Self image is the most powerful perspective anyone can have. Without a positive one, people are unable achieve their “future story,” the dream they have for themselves.
Did you know some children are unable to imagine themselves as an adult? Dr. Ruby Payne, a writer and educational consultant, says that children who live in a culture of deprivation and poverty sometimes see their adult future as one in which they will either be in prison, homeless, or dead. If all they know of the adult world is a parent who was arrested, an uncle who was on the street due to drug addiction, or a sibling dead due to gun violence, they see that scenario as their only future. When asked what they want to be when they grow up, they may not know what to say, except “Alive”.

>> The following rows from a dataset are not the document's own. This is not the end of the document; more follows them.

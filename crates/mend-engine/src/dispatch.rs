//! Fix Dispatch
//!
//! Maps a classified failure onto one repair strategy. Each strategy returns
//! the (possibly unchanged) script text and the auxiliary files it rewrote.
//! Strategy errors never escape: they are logged and reported as "no fix",
//! which lets the retry loop stop cleanly.

use crate::assistant::{AuthoringAssistant, RewriteRequest, extract_code_block};
use crate::config::schema::{ImportsConfig, MendConfig};
use crate::healing::patch::{self, PatchError, display_relative};
use crate::healing::{HealError, LocatorHealer, TriedLocatorRegistry, selector};
use mend_common::ErrorCategory;
use mend_common::protocol::{ErrorClassification, RecorderAction};
use regex::Regex;
use std::path::{Component, Path, PathBuf};
use std::sync::{Arc, LazyLock};
use std::time::Duration;
use thiserror::Error;
use tracing::{info, warn};

static CLASS_NAME_RES: LazyLock<Vec<Regex>> = LazyLock::new(|| {
    [
        r"(\w+) is not a constructor",
        r"does not provide an export named '(\w+)'",
        r"has no exported member '(\w+)'",
    ]
    .iter()
    .map(|p| Regex::new(p).unwrap())
    .collect()
});

static RELATIVE_IMPORT_RES: LazyLock<Vec<Regex>> = LazyLock::new(|| {
    [
        r#"(\bfrom\s*|\bimport\s*\(\s*|\bimport\s+)'(\.{1,2}/[^'\n]*)'"#,
        r#"(\bfrom\s*|\bimport\s*\(\s*|\bimport\s+)"(\.{1,2}/[^"\n]*)""#,
    ]
    .iter()
    .map(|p| Regex::new(p).unwrap())
    .collect()
});

/// Extensions that make a relative specifier resolvable as written.
const KNOWN_EXTENSIONS: &[&str] = &[
    "js", "mjs", "cjs", "ts", "mts", "cts", "tsx", "jsx", "json", "css", "svg", "png",
];

#[derive(Debug, Error)]
pub enum FixError {
    #[error("No class name found in the error output")]
    ClassNameNotFound,
    #[error("No relative import of '{0}' in the script")]
    ImportNotFound(String),
    #[error("Imported module '{0}' not found on disk")]
    ModuleNotFound(String),
    #[error("'{class}' is not declared in {path}")]
    ClassNotDeclared { class: String, path: PathBuf },
    #[error("Failed to read {path}: {source}")]
    Read {
        path: PathBuf,
        #[source]
        source: std::io::Error,
    },
    #[error("No failing selector found in the error output")]
    NoFailingSelector,
    #[error(transparent)]
    Heal(#[from] HealError),
    #[error(transparent)]
    Patch(#[from] PatchError),
    #[error(transparent)]
    Assistant(#[from] crate::assistant::AssistantError),
    #[error("Assistant did not answer within {0}s")]
    AssistantTimeout(u64),
    #[error("Assistant reply contained no code")]
    NoCodeBlock,
}

/// Output of one fix strategy.
#[derive(Debug, Clone, PartialEq)]
pub struct FixOutcome {
    pub script: String,
    /// Auxiliary files rewritten, relative to the work dir.
    pub files_touched: Vec<String>,
    pub description: String,
}

impl FixOutcome {
    pub fn unchanged(script: &str, description: impl Into<String>) -> Self {
        Self {
            script: script.to_string(),
            files_touched: Vec::new(),
            description: description.into(),
        }
    }
}

/// Per-request state the strategies read and extend.
pub struct FixContext<'a> {
    pub work_dir: &'a Path,
    /// Script location relative to `work_dir`.
    pub script_path: &'a Path,
    pub recorder_actions: &'a [RecorderAction],
    pub registry: &'a mut TriedLocatorRegistry,
}

pub struct FixDispatcher {
    healer: LocatorHealer,
    assistant: Arc<dyn AuthoringAssistant>,
    imports: ImportsConfig,
    max_log_chars: usize,
    assistant_timeout: Duration,
}

impl FixDispatcher {
    pub fn new(config: &MendConfig, assistant: Arc<dyn AuthoringAssistant>) -> Self {
        Self {
            healer: LocatorHealer::new(config.healing.clone()),
            assistant,
            imports: config.imports.clone(),
            max_log_chars: config.assistant.max_log_chars,
            assistant_timeout: Duration::from_secs(config.assistant.timeout_secs),
        }
    }

    pub async fn apply_fix(
        &self,
        script: &str,
        classification: &ErrorClassification,
        full_log: &str,
        ctx: &mut FixContext<'_>,
    ) -> FixOutcome {
        let category = classification.category;
        let result = match category {
            ErrorCategory::ExportConstructor => self.fix_export(script, full_log, ctx),
            ErrorCategory::ImportResolution => Ok(self.fix_imports(script)),
            ErrorCategory::LocatorNotFound | ErrorCategory::SelectorAmbiguity => {
                self.fix_locator(script, full_log, ctx)
            }
            ErrorCategory::MissingDataFile => Ok(FixOutcome::unchanged(
                script,
                "missing data file is not repaired automatically",
            )),
            ErrorCategory::TypeError
            | ErrorCategory::SyntaxError
            | ErrorCategory::MissingMethod
            | ErrorCategory::Compilation => {
                self.fix_with_assistant(script, classification, full_log)
                    .await
            }
        };

        match result {
            Ok(outcome) => {
                info!(
                    category = %category,
                    files = outcome.files_touched.len(),
                    description = %outcome.description,
                    "fix strategy finished"
                );
                outcome
            }
            Err(e) => {
                warn!(category = %category, error = %e, "fix strategy produced no fix");
                FixOutcome::unchanged(script, format!("no fix: {}", e))
            }
        }
    }

    fn fix_export(
        &self,
        script: &str,
        full_log: &str,
        ctx: &FixContext<'_>,
    ) -> Result<FixOutcome, FixError> {
        let class = class_name_from_log(full_log).ok_or(FixError::ClassNameNotFound)?;
        let specifier = import_specifier(script, &class)
            .ok_or_else(|| FixError::ImportNotFound(class.clone()))?;
        let script_dir = ctx
            .work_dir
            .join(ctx.script_path)
            .parent()
            .map(Path::to_path_buf)
            .unwrap_or_else(|| ctx.work_dir.to_path_buf());
        let module = resolve_module(&script_dir, &specifier)
            .ok_or_else(|| FixError::ModuleNotFound(specifier.clone()))?;

        match ensure_exported(&module, &class)? {
            true => {
                let name = display_relative(&module, ctx.work_dir);
                Ok(FixOutcome {
                    script: script.to_string(),
                    description: format!("exported {} from {}", class, name),
                    files_touched: vec![name],
                })
            }
            false => Ok(FixOutcome::unchanged(
                script,
                format!("{} is already exported", class),
            )),
        }
    }

    fn fix_imports(&self, script: &str) -> FixOutcome {
        let (rewritten, count) = add_import_extensions(script, &self.imports.extension);
        FixOutcome {
            script: rewritten,
            files_touched: Vec::new(),
            description: format!(
                "added {} to {} relative import{}",
                self.imports.extension,
                count,
                if count == 1 { "" } else { "s" }
            ),
        }
    }

    fn fix_locator(
        &self,
        script: &str,
        full_log: &str,
        ctx: &mut FixContext<'_>,
    ) -> Result<FixOutcome, FixError> {
        let failing = selector::extract_failing_selector(full_log).ok_or(FixError::NoFailingSelector)?;
        let Some(outcome) = self.healer.heal(
            &failing,
            ctx.registry,
            ctx.recorder_actions,
            full_log,
            ctx.work_dir,
        )?
        else {
            return Ok(FixOutcome::unchanged(
                script,
                format!("no untried locator candidate for '{}'", failing),
            ));
        };

        let new_selector = &outcome.candidate.selector;
        let script_file = ctx.work_dir.join(ctx.script_path);
        let files_touched = outcome
            .patched_files
            .iter()
            .filter(|p| **p != script_file)
            .map(|p| display_relative(p, ctx.work_dir))
            .collect();
        let new_script =
            patch::replace_locator(script, &failing, new_selector).unwrap_or_else(|| script.to_string());

        Ok(FixOutcome {
            script: new_script,
            files_touched,
            description: format!(
                "replaced locator '{}' with '{}' ({:?})",
                failing, new_selector, outcome.candidate.origin
            ),
        })
    }

    async fn fix_with_assistant(
        &self,
        script: &str,
        classification: &ErrorClassification,
        full_log: &str,
    ) -> Result<FixOutcome, FixError> {
        let request = RewriteRequest::new(script, classification, full_log, self.max_log_chars);
        let reply = tokio::time::timeout(self.assistant_timeout, self.assistant.rewrite(&request))
            .await
            .map_err(|_| FixError::AssistantTimeout(self.assistant_timeout.as_secs()))??;
        let code = extract_code_block(&reply).ok_or(FixError::NoCodeBlock)?;
        Ok(FixOutcome {
            script: code,
            files_touched: Vec::new(),
            description: "rewrote script with the authoring assistant".to_string(),
        })
    }
}

/// The class the runner complained about.
pub fn class_name_from_log(log: &str) -> Option<String> {
    CLASS_NAME_RES
        .iter()
        .filter_map(|re| re.captures(log).map(|caps| (caps.get(0).map_or(0, |m| m.start()), caps[1].to_string())))
        .filter(|(_, name)| name != "default")
        .min_by_key(|(pos, _)| *pos)
        .map(|(_, name)| name)
}

/// The module specifier the script imports `class` from.
pub fn import_specifier(script: &str, class: &str) -> Option<String> {
    let name = regex::escape(class);
    let patterns = [
        format!(r#"import\s*(?:type\s+)?\{{[^}}]*\b{name}\b[^}}]*\}}\s*from\s*['"]([^'"]+)['"]"#),
        format!(r#"import\s+{name}\s*(?:,\s*\{{[^}}]*\}})?\s*from\s*['"]([^'"]+)['"]"#),
        format!(r#"\b{name}\b[^\n=]*=\s*require\(\s*['"]([^'"]+)['"]\s*\)"#),
    ];
    patterns
        .iter()
        .filter_map(|p| Regex::new(p).ok())
        .find_map(|re| re.captures(script).map(|caps| caps[1].to_string()))
        .filter(|s| s.starts_with("./") || s.starts_with("../"))
}

/// The file a relative specifier points at, trying TypeScript's `.js`-for-`.ts` convention.
pub fn resolve_module(base_dir: &Path, specifier: &str) -> Option<PathBuf> {
    let raw = base_dir.join(specifier);
    let mut candidates = vec![raw.clone()];
    if let Some(stem) = specifier.strip_suffix(".js") {
        candidates.push(base_dir.join(format!("{}.ts", stem)));
        candidates.push(base_dir.join(format!("{}.tsx", stem)));
    }
    for ext in ["ts", "js", "tsx", "mjs"] {
        candidates.push(base_dir.join(format!("{}.{}", specifier, ext)));
    }
    candidates.push(raw.join("index.ts"));
    candidates.push(raw.join("index.js"));
    candidates
        .into_iter()
        .map(|p| normalize(&p))
        .find(|p| p.is_file())
}

/// Resolve `.` and `..` components without touching the filesystem.
fn normalize(path: &Path) -> PathBuf {
    let mut out = PathBuf::new();
    for component in path.components() {
        match component {
            Component::CurDir => {}
            Component::ParentDir => {
                if !out.pop() {
                    out.push("..");
                }
            }
            other => out.push(other),
        }
    }
    out
}

/// Append an export for `class` unless one exists. Returns whether the file changed.
pub fn ensure_exported(path: &Path, class: &str) -> Result<bool, FixError> {
    let source = std::fs::read_to_string(path).map_err(|source| FixError::Read {
        path: path.to_path_buf(),
        source,
    })?;
    let name = regex::escape(class);
    let exported = [
        format!(r"\bexport\s+(?:default\s+)?(?:abstract\s+)?class\s+{name}\b"),
        format!(r"\bexport\s*\{{[^}}]*\b{name}\b[^}}]*\}}"),
        format!(r"\bexport\s+default\s+{name}\b"),
        format!(r"\bmodule\.exports\s*=\s*\{{?[^;]*\b{name}\b"),
        format!(r"\b(?:module\.)?exports\.{name}\s*="),
    ];
    if exported
        .iter()
        .filter_map(|p| Regex::new(p).ok())
        .any(|re| re.is_match(&source))
    {
        return Ok(false);
    }
    let declared = Regex::new(&format!(r"\bclass\s+{name}\b"))
        .map(|re| re.is_match(&source))
        .unwrap_or(false);
    if !declared {
        return Err(FixError::ClassNotDeclared {
            class: class.to_string(),
            path: path.to_path_buf(),
        });
    }

    let commonjs = source.contains("require(") && !source.contains("import ");
    let mut updated = source;
    if !updated.ends_with('\n') {
        updated.push('\n');
    }
    if commonjs {
        updated.push_str(&format!("module.exports.{0} = {0};\n", class));
    } else {
        updated.push_str(&format!("export {{ {} }};\n", class));
    }
    patch::write_atomic(path, &updated)?;
    Ok(true)
}

/// Suffix extensionless relative specifiers. Returns the new text and how many changed.
pub fn add_import_extensions(script: &str, extension: &str) -> (String, usize) {
    let mut count = 0;
    let mut text = script.to_string();
    for (re, quote) in RELATIVE_IMPORT_RES.iter().zip(['\'', '"']) {
        text = re
            .replace_all(&text, |caps: &regex::Captures| {
                let specifier = &caps[2];
                if has_known_extension(specifier) || specifier.ends_with('/') {
                    return caps[0].to_string();
                }
                count += 1;
                format!("{}{q}{}{}{q}", &caps[1], specifier, extension, q = quote)
            })
            .into_owned();
    }
    (text, count)
}

fn has_known_extension(specifier: &str) -> bool {
    let last = specifier.rsplit('/').next().unwrap_or(specifier);
    if last == "." || last == ".." {
        return true;
    }
    last.rsplit_once('.')
        .is_some_and(|(stem, ext)| !stem.is_empty() && KNOWN_EXTENSIONS.contains(&ext))
}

I believe that even in the poorest neighborhoods and in the most gang infested, violent cities in America, there are many children who believe they can write their own future story and, as Oprah says, “live their best life.” That bulletproof self-image depends on their ability to visualize a life they have never seen. They can do it if they have a positive role model to follow. It might be a parent, an older sibling, or even a teacher who believes in them. The number one external influence on a child’s self-image is a relationship with someone they believe cares about them.

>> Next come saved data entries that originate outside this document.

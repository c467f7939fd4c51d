//! Replacement locator candidates, highest priority first:
//! runner suggestions, attribute subsets, recorder alternatives, visible text.

use super::selector::{
    AttributeSelector, base_tag, is_degenerate, keyword_tokens, markup_attributes, markup_tag,
};
use mend_common::protocol::{CandidateOrigin, LocatorCandidate, RecorderAction};
use regex::Regex;
use std::collections::{HashMap, HashSet};
use std::sync::LazyLock;

static SUGGESTION_RE: LazyLock<Regex> = LazyLock::new(|| {
    Regex::new(
        r"\baka\s+(getByTestId|getByPlaceholder|getByLabel|getByAltText|getByTitle|getByText|getByRole|locator)\(([^\n]*)\)",
    )
    .unwrap()
});

static ROLE_NAME_RE: LazyLock<Regex> =
    LazyLock::new(|| Regex::new(r#"name:\s*(?:'((?:[^'\\]|\\.)*)'|"((?:[^"\\]|\\.)*)")"#).unwrap());

/// Build the full, de-duplicated candidate list for a failing selector.
pub fn generate(
    failing: &str,
    actions: &[RecorderAction],
    error_text: &str,
    text_length_limit: usize,
) -> Vec<LocatorCandidate> {
    let matches = match_recorder_actions(failing, actions);

    let mut all = suggested_by_runner(error_text);
    all.extend(attribute_subsets(failing));
    all.extend(matches.iter().filter_map(|m| {
        best_selector(m.action, failing).map(|selector| {
            LocatorCandidate::new(selector, CandidateOrigin::RecorderAlternative)
                .scored(m.score, m.reason.clone())
        })
    }));
    all.extend(text_candidates(&matches, text_length_limit));

    let mut seen = HashSet::new();
    all.into_iter()
        .filter(|c| c.selector != failing && !is_degenerate(&c.selector))
        .filter(|c| seen.insert(c.selector.clone()))
        .collect()
}

/// Alternatives the runner's own diagnostic names, e.g. `aka getByTestId('x')`.
pub fn suggested_by_runner(error_text: &str) -> Vec<LocatorCandidate> {
    SUGGESTION_RE
        .captures_iter(error_text)
        .filter_map(|caps| normalize_suggestion(&caps[1], &caps[2]))
        .map(|selector| LocatorCandidate::new(selector, CandidateOrigin::SuggestedByRunner))
        .collect()
}

fn normalize_suggestion(method: &str, args: &str) -> Option<String> {
    let (value, rest) = first_string_arg(args)?;
    let attr = |name: &str| format!("[{}='{}']", name, escape_single(&value));
    let selector = match method {
        "getByTestId" => attr("data-testid"),
        "getByPlaceholder" => attr("placeholder"),
        "getByLabel" => attr("aria-label"),
        "getByAltText" => attr("alt"),
        "getByTitle" => attr("title"),
        "getByText" => format!("text=\"{}\"", value.replace('"', "\\\"")),
        "getByRole" => match ROLE_NAME_RE.captures(rest) {
            Some(caps) => {
                let name = caps
                    .get(1)
                    .or_else(|| caps.get(2))
                    .map(|m| unescape_js(m.as_str()))
                    .unwrap_or_default();
                format!("role={}[name='{}']", value, escape_single(&name))
            }
            None => format!("role={}", value),
        },
        "locator" => value,
        _ => return None,
    };
    Some(selector)
}

/// The first quoted argument and whatever follows it.
fn first_string_arg(args: &str) -> Option<(String, &str)> {
    let args = args.trim_start();
    let quote = args.chars().next().filter(|c| matches!(c, '\'' | '"' | '`'))?;
    let mut escaped = false;
    for (i, c) in args.char_indices().skip(1) {
        if escaped {
            escaped = false;
        } else if c == '\\' {
            escaped = true;
        } else if c == quote {
            return Some((unescape_js(&args[1..i]), &args[i + 1..]));
        }
    }
    None
}

fn unescape_js(s: &str) -> String {
    s.replace("\\'", "'").replace("\\\"", "\"").replace("\\`", "`")
}

fn escape_single(s: &str) -> String {
    s.replace('\'', "\\'")
}

/// One candidate per bracketed predicate, then the bare element type.
pub fn attribute_subsets(failing: &str) -> Vec<LocatorCandidate> {
    let Some(parsed) = AttributeSelector::parse(failing) else {
        return Vec::new();
    };
    if parsed.predicates.len() < 2 {
        return Vec::new();
    }

    let mut out: Vec<LocatorCandidate> = parsed
        .predicates
        .iter()
        .map(|p| {
            LocatorCandidate::new(
                parsed.with_predicate(Some(p)),
                CandidateOrigin::AttributeSubset,
            )
        })
        .collect();
    if !parsed.base.is_empty() && !is_degenerate(&parsed.base) {
        out.push(LocatorCandidate::new(
            parsed.with_predicate(None),
            CandidateOrigin::AttributeSubset,
        ));
    }
    out
}

/// A recorder action judged to target the same element as the failing selector.
#[derive(Debug, Clone)]
pub struct ActionMatch<'a> {
    pub action: &'a RecorderAction,
    pub score: f64,
    pub reason: String,
    pub exact: bool,
}

/// Exact signature matches in recording order, then semantic matches by score.
pub fn match_recorder_actions<'a>(
    failing: &str,
    actions: &'a [RecorderAction],
) -> Vec<ActionMatch<'a>> {
    let failing_tag = base_tag(failing);
    let failing_pairs = AttributeSelector::parse(failing)
        .map(|p| p.attribute_pairs())
        .unwrap_or_default();
    let failing_tokens = keyword_tokens(failing);

    let mut exact = Vec::new();
    let mut semantic = Vec::new();

    for action in actions {
        let element = &action.element;
        let tag = element_tag(action);
        let attributes = element_attributes(action);
        let same_tag = failing_tag.as_deref().is_none_or(|t| t == tag);

        let pairs_match = !failing_pairs.is_empty()
            && failing_pairs
                .iter()
                .all(|(name, value)| attributes.get(&name.to_ascii_lowercase()) == Some(value));

        if same_tag && (pairs_match || action.selectors.contains(failing)) {
            exact.push(ActionMatch {
                action,
                score: 1.0,
                reason: "same tag and attributes".to_string(),
                exact: true,
            });
            continue;
        }

        // Semantic matching needs an element type to compare against.
        if failing_tag.as_deref() != Some(tag.as_str()) || failing_tokens.is_empty() {
            continue;
        }
        let mut haystack = String::new();
        for part in [&element.markup, &element.accessible_name, &element.text]
            .into_iter()
            .flatten()
        {
            haystack.push_str(part);
            haystack.push(' ');
        }
        for value in attributes.values() {
            haystack.push_str(value);
            haystack.push(' ');
        }
        let element_tokens = keyword_tokens(&haystack);
        let shared: Vec<&String> = failing_tokens
            .iter()
            .filter(|t| element_tokens.contains(t))
            .collect();
        if shared.is_empty() {
            continue;
        }

        let overlap = shared.len() as f64 / failing_tokens.len() as f64;
        let similarity = element
            .accessible_name
            .as_deref()
            .map(|name| strsim::jaro_winkler(&failing_tokens.join(" "), &name.to_lowercase()))
            .unwrap_or(0.0);
        semantic.push(ActionMatch {
            action,
            score: (0.6 * overlap + 0.3 * similarity).min(0.95),
            reason: format!(
                "same tag, shared keywords: {}",
                shared
                    .iter()
                    .map(|s| s.as_str())
                    .collect::<Vec<_>>()
                    .join(", ")
            ),
            exact: false,
        });
    }

    semantic.sort_by(|a, b| b.score.total_cmp(&a.score));
    exact.extend(semantic);
    exact
}

fn element_tag(action: &RecorderAction) -> String {
    let tag = action.element.tag_name.trim().to_ascii_lowercase();
    if tag.is_empty() {
        action
            .element
            .markup
            .as_deref()
            .and_then(markup_tag)
            .unwrap_or_default()
    } else {
        tag
    }
}

fn element_attributes(action: &RecorderAction) -> HashMap<String, String> {
    let mut attributes = action
        .element
        .markup
        .as_deref()
        .map(markup_attributes)
        .unwrap_or_default();
    for (k, v) in &action.element.attributes {
        attributes.insert(k.to_ascii_lowercase(), v.clone());
    }
    attributes
}

/// Attribute-based first, then semantic, then structural.
pub fn best_selector(action: &RecorderAction, failing: &str) -> Option<String> {
    let set = &action.selectors;
    set.attribute
        .iter()
        .chain(&set.semantic)
        .chain(&set.structural)
        .find(|s| s.as_str() != failing && !is_degenerate(s))
        .cloned()
}

fn text_candidates(matches: &[ActionMatch<'_>], limit: usize) -> Vec<LocatorCandidate> {
    matches
        .iter()
        .filter_map(|m| {
            let text = m.action.element.text.as_deref()?.trim();
            if text.is_empty() || text.contains('\n') || text.chars().count() > limit {
                return None;
            }
            Some(
                LocatorCandidate::new(
                    format!("text=\"{}\"", text.replace('"', "\\\"")),
                    CandidateOrigin::TextBased,
                )
                .scored(m.score, format!("visible text of matched {}", element_tag(m.action))),
            )
        })
        .collect()
}

#[cfg(test)]
mod tests {
    use super::*;
    use mend_common::protocol::{ActionKind, ElementDescriptor, SelectorSet};

    fn action(tag: &str, markup: &str, name: Option<&str>, attribute: &[&str]) -> RecorderAction {
        RecorderAction {
            kind: ActionKind::Click,
            element: ElementDescriptor {
                tag_name: tag.to_string(),
                accessible_name: name.map(String::from),
                text: name.map(String::from),
                markup: Some(markup.to_string()),
                ..Default::default()
            },
            selectors: SelectorSet {
                attribute: attribute.iter().map(|s| s.to_string()).collect(),
                structural: vec!["/html/body/form/button".to_string()],
                ..Default::default()
            },
            timestamp: None,
            page_id: None,
        }
    }

    #[test]
    fn test_attribute_subsets_order() {
        let selectors: Vec<String> =
            attribute_subsets("button[type='submit'][data-automation-id='signInButton']")
                .into_iter()
                .map(|c| c.selector)
                .collect();
        assert_eq!(
            selectors,
            vec![
                "button[type='submit']",
                "button[data-automation-id='signInButton']",
                "button"
            ]
        );
    }

    #[test]
    fn test_attribute_subsets_needs_two_predicates() {
        assert!(attribute_subsets("button[type='submit']").is_empty());
        assert!(attribute_subsets("#login").is_empty());
    }

    #[test]
    fn test_strict_mode_suggestion_comes_first() {
        let error = "Error: strict mode violation: locator('button') resolved to 3 elements:\n    1) <button data-testid=\"login-button\">Log in</button> aka getByTestId('login-button')\n    2) <button>Cancel</button> aka getByRole('button', { name: 'Cancel' })";
        let candidates = generate("button", &[], error, 50);
        assert_eq!(candidates[0].selector, "[data-testid='login-button']");
        assert_eq!(candidates[0].origin, CandidateOrigin::SuggestedByRunner);
        assert_eq!(candidates[1].selector, "role=button[name='Cancel']");
    }

    #[test]
    fn test_suggestion_normalization() {
        let cases = [
            ("getByPlaceholder", "'Email'", "[placeholder='Email']"),
            ("getByLabel", "\"Password\"", "[aria-label='Password']"),
            ("getByText", "'Sign in', { exact: true }", "text=\"Sign in\""),
            ("getByRole", "'link'", "role=link"),
            ("locator", "'#save'", "#save"),
            ("getByTitle", "'it\\'s'", "[title='it\\'s']"),
        ];
        for (method, args, expected) in cases {
            assert_eq!(normalize_suggestion(method, args).as_deref(), Some(expected));
        }
        assert_eq!(normalize_suggestion("getByTestId", "someVar"), None);
    }

    #[test]
    fn test_recorder_exact_match_before_semantic() {
        let actions = vec![
            action(
                "button",
                r#"<button type="submit" class="primary">Continue</button>"#,
                Some("Continue"),
                &["[data-qa='continue']"],
            ),
            action(
                "button",
                r#"<button type="submit" data-automation-id="signInButton">Sign in</button>"#,
                Some("Sign in"),
                &["[data-automation-id='signInButton']"],
            ),
        ];
        let matches = match_recorder_actions(
            "button[type='submit'][data-automation-id='signInButton']",
            &actions,
        );
        assert_eq!(matches.len(), 1);
        assert!(matches[0].exact);
        assert_eq!(
            best_selector(matches[0].action, "x").as_deref(),
            Some("[data-automation-id='signInButton']")
        );
    }

    #[test]
    fn test_recorder_semantic_match_on_keyword() {
        let actions = vec![action(
            "button",
            r#"<button id="signin-btn">Sign in</button>"#,
            Some("Sign in"),
            &["#signin-btn"],
        )];
        let matches = match_recorder_actions("button[data-automation-id='signInButton']", &actions);
        assert_eq!(matches.len(), 1);
        assert!(!matches[0].exact);
        assert!(matches[0].reason.contains("sign"));
        assert!(matches[0].score > 0.0 && matches[0].score < 1.0);
    }

    #[test]
    fn test_semantic_match_requires_same_tag() {
        let actions = vec![action("a", r#"<a href="/signin">Sign in</a>"#, Some("Sign in"), &[])];
        let matches = match_recorder_actions("button[data-automation-id='signInButton']", &actions);
        assert!(matches.is_empty());
    }

    #[test]
    fn test_generate_full_order_with_text_candidate() {
        let actions = vec![action(
            "button",
            r#"<button type="submit" data-automation-id="signInButton">Sign in</button>"#,
            Some("Sign in"),
            &["[data-automation-id='signInButton']"],
        )];
        let selectors: Vec<String> = generate(
            "button[type='submit'][data-automation-id='signInButton']",
            &actions,
            "Timeout 30000ms exceeded",
            50,
        )
        .into_iter()
        .map(|c| c.selector)
        .collect();
        assert_eq!(
            selectors,
            vec![
                "button[type='submit']",
                "button[data-automation-id='signInButton']",
                "button",
                "[data-automation-id='signInButton']",
                "text=\"Sign in\"",
            ]
        );
    }

    #[test]
    fn test_long_text_is_not_a_candidate() {
        let long = "x".repeat(80);
        let actions = vec![action(
            "button",
            r#"<button data-x="1">"#,
            Some(&long),
            &["[data-x='1']"],
        )];
        let candidates = generate("button[data-x='1'][type='button']", &actions, "", 50);
        assert!(candidates.iter().all(|c| c.origin != CandidateOrigin::TextBased));
    }

    #[test]
    fn test_degenerate_candidates_are_dropped() {
        let actions = vec![RecorderAction {
            selectors: SelectorSet {
                structural: vec!["/html/body".to_string()],
                ..Default::default()
            },
            ..action("div", "<div>", None, &[])
        }];
        let candidates = generate("div[data-x='1'][data-y='2']", &actions, "aka locator('body')", 50);
        assert!(candidates.iter().all(|c| !is_degenerate(&c.selector)));
    }
}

Mental health and emotional maturity can both alter a child’s self-image. Sometimes it is a chemical imbalance that makes a child not believe they are good enough. The right balance of the hormones serotonin, dopamine, oxytocin, and endorphins can greatly effect a child’s self-image and feelings of happiness. For adolescents, the impact of social media can make a child with a healthy self-image doubt their own abilities. So what can a mom do to help their gifted child feel good about themselves?
I tend to give advice in threes. First, love your child unconditionally. Whether they are good or bad, make mistakes or always have perfect grades, kids have to know your love for them is unwavering. There are times you should discipline or correct a child, but don’t let those times ever make he or she doubt your love for them. A good mom is one that says “What you did was a bad choice, and there is a consequence for that choice, but I know you can do better next time.” Believe in them.

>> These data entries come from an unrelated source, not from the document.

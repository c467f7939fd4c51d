pub mod loader;
pub mod schema;

pub use loader::{ConfigError, ConfigLoader};
pub use schema::{HARD_MAX_ATTEMPTS, MendConfig};
pub mod assistant;
pub mod batch;
pub mod classifier;
pub mod config;
pub mod controller;
pub mod dispatch;
pub mod healing;
pub mod runner;

pub use mend_common::formatter;
pub use mend_common::protocol;
pub use mend_common::ErrorCategory;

Second, don’t let the TV or IPad be the babysitter or a major influence on their self-image. Electronics may distract children and keep them quiet, but it negatively impacts their language development compared to live two way conversation with other humans, especially nurturing adults. For self-image purposes, TV and video games may negatively imprint a child with sexualized images of women or violent stereotypes of men. You want your child to aspire to be a strong, independent thinker, but not a superhero that violently erupts like the HULK. Positive self-image is built by letting children explore their environment and find success at real world tasks.
Being independent and able to care for themselves and their surroundings builds a capable and competent self-image. If they are big enough, do they know how to vacuum the floor, take out the trash, fold their clothes and put them away? If you do everything for them, when are they going to feel “big”?
Third: Ask yourself this question: Are you raising a capable child that can do things on his or her own? If your child acts like an entitled brat and expects you to do everything for them, it is possible that instead of believing that he or she is entitled, that they actually feel unsure of what to do. If he or she has never done something on their own, they don’t know how to do it right.
Initially, instead of saying “Get your own drink of water”, you have to say “Let me show you how to fill a glass with water without spilling it.” Have cups at a height they can reach. Show your child how to turn on the faucet or pour a pitcher that is a size that he or she can lift.
Help your child be successful and then he or she will do it on their own without bugging you to do it for them. The best part is that that task becomes a part of a competent, capable self-image. Your gift child will become independent and successful when he or she BELIEVES it about themselves. Success builds a positive self-image more than words from outside influencers. Give them those experiences. so that their self-image is strong and capable.